Isn’t that what lovers often do as they sit, perhaps even in silence, simply enjoying one another?

In this Vincentian Mindwalk let’s look at what we often don’t see.

Long… Loving… Look!

Long! It is not the look at an office cocktail party. So often, these looks are fleeting as we scan the room to see who else is there. It speaks of focus and paying attention. It speaks of more than just a passing glance. It is in the classic sense of appreciation.

Loving! It is not the look of an angry third-grade teacher or a demanding employer. It speaks of a relationship. Not just any relationship but a tender and appreciative relationship.

Look! It is not a look through either rose-colored or heavily tinted dark sunglasses. It is more like the clear-eyed look of a person who sees not only what he or she wants to see. It is the look that sees the beauty beneath the disfiguration of another person.

I suspect you can relate to your own awareness of some person’s loving look at you.  Stop for a moment. Remember such an experience. Let the feeling sink in. Rejoice… and give thanks!

Does God contemplate me?

I must admit when I thought of contemplation and God, I thought of one-way traffic.

Now I try to think of my call to sit still long enough to become aware of God’s loving look. I never thought of God contemplating me! What a thought!

God takes the time to focus on me.

Imagine! God’s seeing the “real me” not just what I want God to see… God seeing… and loving me.

The “Courage to Be”

Paul Tillich, a great Protestant theologian of the last century, titled an influential book, “The Courage to Be.” Now I realize his phrase might be adapted to my understanding of contemplation. It takes courage to believe in God’s long, loving look at me.

We seem infected with the deeply ingrained habit of not looking at our faults (original sin?).
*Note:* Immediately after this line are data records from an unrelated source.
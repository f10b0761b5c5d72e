//! Tests for the default implementation of the [`GpibController`] trait.

use std::{collections::VecDeque, io::Read, io::Write, time::Duration};

use rstest::*;

use gpibrs::{GpibController, GpibError};

struct TestController<P: Read + Write> {
    _port: P,
    address: Option<u8>,
}

impl<P: Read + Write> GpibController for TestController<P> {
    fn read_exact(&mut self, _buf: &mut [u8]) -> Result<(), GpibError> {
        Ok(())
    }

    fn write_raw(&mut self, _data: &[u8]) -> Result<(), GpibError> {
        Ok(())
    }

    fn current_address(&self) -> Option<u8> {
        self.address
    }

    fn record_address(&mut self, addr: u8) {
        self.address = Some(addr);
    }
}

#[fixture]
fn ctrl() -> TestController<VecDeque<u8>> {
    TestController {
        _port: VecDeque::new(),
        address: None,
    }
}

#[rstest]
fn test_default_get_terminator(ctrl: TestController<VecDeque<u8>>) {
    assert_eq!(ctrl.get_terminator(), "\n");
}

#[rstest]
fn test_default_get_timeout(ctrl: TestController<VecDeque<u8>>) {
    assert_eq!(ctrl.get_timeout(), Duration::from_secs(3));
}

#[rstest]
fn test_set_address_records(mut ctrl: TestController<VecDeque<u8>>) {
    assert_eq!(ctrl.current_address(), None);

    ctrl.set_address(12).unwrap();
    assert_eq!(ctrl.current_address(), Some(12));
}

#[rstest]
#[case(0)]
#[case(31)]
fn test_set_address_out_of_range(mut ctrl: TestController<VecDeque<u8>>, #[case] addr: u8) {
    match ctrl.set_address(addr) {
        Err(GpibError::AddressOutOfRange { addr: got }) => assert_eq!(addr, got),
        _ => panic!("Expected AddressOutOfRange error"),
    }
    // a rejected address must not change the bookkeeping
    assert_eq!(ctrl.current_address(), None);
}
// Import Candid serialization for Internet Computer (ICP) interfaces
use candid::CandidType;

// Import Serde for JSON serialization/deserialization
use serde::{Deserialize, Serialize};

use std::fmt;
use std::str::FromStr;
use thiserror::Error;

use crate::classifier;

/// Creditworthiness label, from best (`A`) to worst (`C`)
#[derive(CandidType, Serialize, Deserialize, Clone, Copy, Debug, PartialEq, Eq, Hash)]
pub enum RiskTier {
    A,
    B,
    C,
}

impl RiskTier {
    pub fn as_str(&self) -> &'static str {
        match self {
            RiskTier::A => "A",
            RiskTier::B => "B",
            RiskTier::C => "C",
        }
    }

    /// Human-readable summary shown next to the tier
    pub fn description(&self) -> &'static str {
        match self {
            RiskTier::A => "Low Risk - Excellent creditworthiness",
            RiskTier::B => "Medium Risk - Good creditworthiness",
            RiskTier::C => "High Risk - Requires careful consideration",
        }
    }

    /// Numeric code used by the lending contracts. `0` means "no tier" on-chain
    /// and is never returned here.
    pub fn on_chain_code(&self) -> u8 {
        match self {
            RiskTier::A => 3,
            RiskTier::B => 2,
            RiskTier::C => 1,
        }
    }
}

impl fmt::Display for RiskTier {
    fn fmt(&self, f: &mut fmt::Formatter<'_>) -> fmt::Result {
        f.write_str(self.as_str())
    }
}

#[derive(Debug, Clone, PartialEq, Eq, Error)]
#[error("unknown risk tier '{0}'")]
pub struct ParseTierError(pub String);

impl FromStr for RiskTier {
    type Err = ParseTierError;

    fn from_str(s: &str) -> Result<Self, Self::Err> {
        match s.trim().to_ascii_uppercase().as_str() {
            "A" => Ok(RiskTier::A),
            "B" => Ok(RiskTier::B),
            "C" => Ok(RiskTier::C),
            _ => Err(ParseTierError(s.to_string())),
        }
    }
}

/// The three inputs submitted for scoring. Built fresh per request.
#[derive(CandidType, Serialize, Deserialize, Clone, Copy, Debug, PartialEq)]
pub struct BorrowerProfile {
    pub credit_score: f64,
    pub income: f64,
    pub asset_value: f64,
}

impl BorrowerProfile {
    pub fn new(credit_score: f64, income: f64, asset_value: f64) -> Self {
        Self {
            credit_score,
            income,
            asset_value,
        }
    }

    pub fn tier(&self) -> RiskTier {
        classifier::classify(self.credit_score, self.income, self.asset_value)
    }
}
// src/risk_api/lib.rs
#![deny(unsafe_code)]

pub mod serverless;

use axum::body::Bytes;
use axum::extract::State;
use axum::http::StatusCode;
use axum::response::{IntoResponse, Response};
use axum::routing::{get, post};
use axum::{Json, Router};
use risk_core::{AdapterError, ScoreResponse};
use serde::Serialize;
use serverless::ServerlessResponse;
use thiserror::Error;
use tower_http::cors::{Any, CorsLayer};
use tower_http::trace::TraceLayer;
use tracing::{debug, info, warn};

#[derive(Debug, Clone, Default)]
pub struct ApiConfig {
    /// Echo raw request bodies into the log before decoding
    pub log_request_bodies: bool,
}

#[derive(Debug, Clone, Default)]
pub struct ApiState {
    pub config: ApiConfig,
}

impl ApiState {
    pub fn new(config: ApiConfig) -> Self {
        Self { config }
    }

    fn log_body(&self, route: &str, body: &[u8]) {
        if self.config.log_request_bodies {
            debug!(route, body = %String::from_utf8_lossy(body), "raw request body");
        }
    }
}

pub fn build_router(state: ApiState) -> Router {
    Router::new()
        .route("/health", get(health))
        .route("/api/score", post(score))
        .route("/api/risk", post(risk))
        .layer(TraceLayer::new_for_http())
        .layer(
            CorsLayer::new()
                .allow_origin(Any)
                .allow_methods(Any)
                .allow_headers(Any),
        )
        .with_state(state)
}

#[derive(Debug, Error)]
pub enum ApiError {
    #[error(transparent)]
    Adapter(#[from] AdapterError),
    #[error("{0}")]
    Internal(String),
}

impl ApiError {
    pub fn status(&self) -> StatusCode {
        match self {
            ApiError::Adapter(err) => {
                StatusCode::from_u16(err.status_code()).unwrap_or(StatusCode::BAD_REQUEST)
            }
            ApiError::Internal(_) => StatusCode::INTERNAL_SERVER_ERROR,
        }
    }
}

impl IntoResponse for ApiError {
    fn into_response(self) -> Response {
        let status = self.status();
        (status, Json(ScoreResponse::error(self.to_string()))).into_response()
    }
}

#[derive(Debug, Clone, Serialize)]
struct HealthResponse {
    status: &'static str,
    service: &'static str,
}

async fn health() -> Json<HealthResponse> {
    Json(HealthResponse {
        status: "ok",
        service: "risk-api",
    })
}

/// Route binding. The body is read raw so a missing field or bad JSON
/// comes back as `{"error": ...}` rather than axum's rejection text.
async fn score(
    State(state): State<ApiState>,
    body: Bytes,
) -> Result<Json<ScoreResponse>, ApiError> {
    state.log_body("/api/score", &body);
    match risk_core::decode_profile(&body) {
        Ok(profile) => {
            let tier = profile.tier();
            info!(%tier, "scored borrower");
            Ok(Json(ScoreResponse::tier(tier)))
        }
        Err(err) => {
            warn!(error = %err, "rejected score request");
            Err(err.into())
        }
    }
}

/// Function-as-a-service binding; renders the serverless envelope.
async fn risk(State(state): State<ApiState>, body: Bytes) -> ServerlessResponse {
    state.log_body("/api/risk", &body);
    let response = serverless::invoke(&body);
    info!(status = response.status_code, "serverless invocation");
    response
}
// src/risk_core/classifier.rs
use crate::types::{BorrowerProfile, RiskTier};

/// Minimum inputs a borrower must meet, all inclusive, to earn `tier`
#[derive(Clone, Copy, Debug, PartialEq)]
pub struct TierRule {
    pub tier: RiskTier,
    pub min_credit_score: f64,
    pub min_income: f64,
    pub min_asset_value: f64,
}

impl TierRule {
    fn matches(&self, credit_score: f64, income: f64, asset_value: f64) -> bool {
        credit_score >= self.min_credit_score
            && income >= self.min_income
            && asset_value >= self.min_asset_value
    }
}

/// Ordered best tier first; the first matching rule wins.
pub static TIER_RULES: [TierRule; 2] = [
    TierRule {
        tier: RiskTier::A,
        min_credit_score: 750.0,
        min_income: 100_000.0,
        min_asset_value: 300_000.0,
    },
    TierRule {
        tier: RiskTier::B,
        min_credit_score: 650.0,
        min_income: 50_000.0,
        min_asset_value: 100_000.0,
    },
];

/// Tier for anyone who matches no rule
pub const FALLBACK_TIER: RiskTier = RiskTier::C;

/// Stateless classifier over [`TIER_RULES`]
#[derive(Clone, Copy, Debug, Default)]
pub struct RiskClassifier;

impl RiskClassifier {
    pub fn rules(&self) -> &'static [TierRule] {
        &TIER_RULES
    }

    pub fn classify(&self, credit_score: f64, income: f64, asset_value: f64) -> RiskTier {
        self.rules()
            .iter()
            .find(|rule| rule.matches(credit_score, income, asset_value))
            .map(|rule| rule.tier)
            .unwrap_or(FALLBACK_TIER)
    }

    pub fn classify_profile(&self, profile: &BorrowerProfile) -> RiskTier {
        self.classify(profile.credit_score, profile.income, profile.asset_value)
    }
}

/// Total over every `f64`; NaN fails every comparison and lands in `C`.
pub fn classify(credit_score: f64, income: f64, asset_value: f64) -> RiskTier {
    RiskClassifier.classify(credit_score, income, asset_value)
}
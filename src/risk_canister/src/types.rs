use candid::CandidType;
use serde::{Deserialize, Serialize};

use risk_core::RiskTier;

/// Full scoring result for callers that want more than the letter
#[derive(CandidType, Serialize, Deserialize, Clone, Debug, PartialEq)]
pub struct TierReport {
    pub risk_tier: RiskTier,
    pub tier_code: u8,
    pub description: String,
}

impl From<RiskTier> for TierReport {
    fn from(tier: RiskTier) -> Self {
        Self {
            risk_tier: tier,
            tier_code: tier.on_chain_code(),
            description: tier.description().to_string(),
        }
    }
}
use clap::Parser;
use risk_batch::{load_borrowers, score_borrowers};
use std::path::PathBuf;
use tracing::info;

#[derive(Debug, Parser)]
#[command(name = "risk-batch", version, about = "Score every borrower in a JSON file")]
struct Cli {
    /// JSON array of borrower records
    #[arg(default_value = "borrowers.json")]
    path: PathBuf,
    /// Print a JSON array instead of one line per borrower.
    #[arg(long, default_value_t = false)]
    json: bool,
}

fn main() -> anyhow::Result<()> {
    tracing_subscriber::fmt()
        .with_writer(std::io::stderr)
        .with_env_filter(
            std::env::var("RUST_LOG").unwrap_or_else(|_| "risk_batch=info,warn".to_string()),
        )
        .init();

    let cli = Cli::parse();
    let records = load_borrowers(&cli.path)?;
    let outcomes = score_borrowers(&records);

    if cli.json {
        println!("{}", serde_json::to_string_pretty(&outcomes)?);
    } else {
        for outcome in &outcomes {
            println!("{}", outcome);
        }
    }

    let failed = outcomes.iter().filter(|o| o.risk_tier.is_none()).count();
    info!(
        "scored {} of {} borrowers from {}",
        outcomes.len() - failed,
        outcomes.len(),
        cli.path.display()
    );
    Ok(())
}
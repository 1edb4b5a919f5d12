use clap::Parser;
use risk_api::{build_router, ApiConfig, ApiState};
use std::net::SocketAddr;
use tracing::info;

#[derive(Debug, Parser)]
#[command(name = "risk-api", version, about = "Borrower risk-tier HTTP service")]
struct Cli {
    /// Socket address to bind, e.g. 127.0.0.1:8080
    #[arg(long, default_value = "127.0.0.1:8080", env = "RISK_API_LISTEN")]
    listen: SocketAddr,
    /// Log raw request bodies at debug level.
    #[arg(long, default_value_t = false, env = "RISK_API_LOG_BODIES")]
    log_request_bodies: bool,
}

#[tokio::main]
async fn main() -> anyhow::Result<()> {
    tracing_subscriber::fmt()
        .with_env_filter(
            std::env::var("RUST_LOG").unwrap_or_else(|_| "risk_api=info,info".to_string()),
        )
        .init();

    let cli = Cli::parse();
    let state = ApiState::new(ApiConfig {
        log_request_bodies: cli.log_request_bodies,
    });
    let app = build_router(state);

    let listener = tokio::net::TcpListener::bind(cli.listen).await?;
    info!("risk-api listening on {}", listener.local_addr()?);

    axum::serve(listener, app).await?;
    Ok(())
}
We imagine that If God sees our faults, God will not love us. So, we look for fig leaves to cover up our self-centerednessWe make God into our own image and likeness. God can only love us if we are perfect. It takes courage to look at ourselves with God’s “long, loving look”!

As I write this, I remember the Jesuit John Powell. He wrote, “Why Am I afraid To Tell You Who I Am?” His direct answer was because, “If I tell you who I really am, you may not like me.” He spends the rest of the book describing a multi-stage process of increasing risk in communication until we come to a mutual long, loving look. His companion book Fully Human, Fully Alive: A New Life Through a New Vision further develops this insight.

I am certain that all of our founders and holy ones in our Vincentian family had the courage to rest in God’s loving look at them. I also think it is what changed them. 

I also think that loving look of God is what opened their eyes to take a long loving look at each person they saw. They learned to see God beneath the scars and disfigurement of the person they were looking at.

Two simple questions…

Have I ever thought of God’s long, loving look at me?

How often do I take a long, loving look at someone different from me?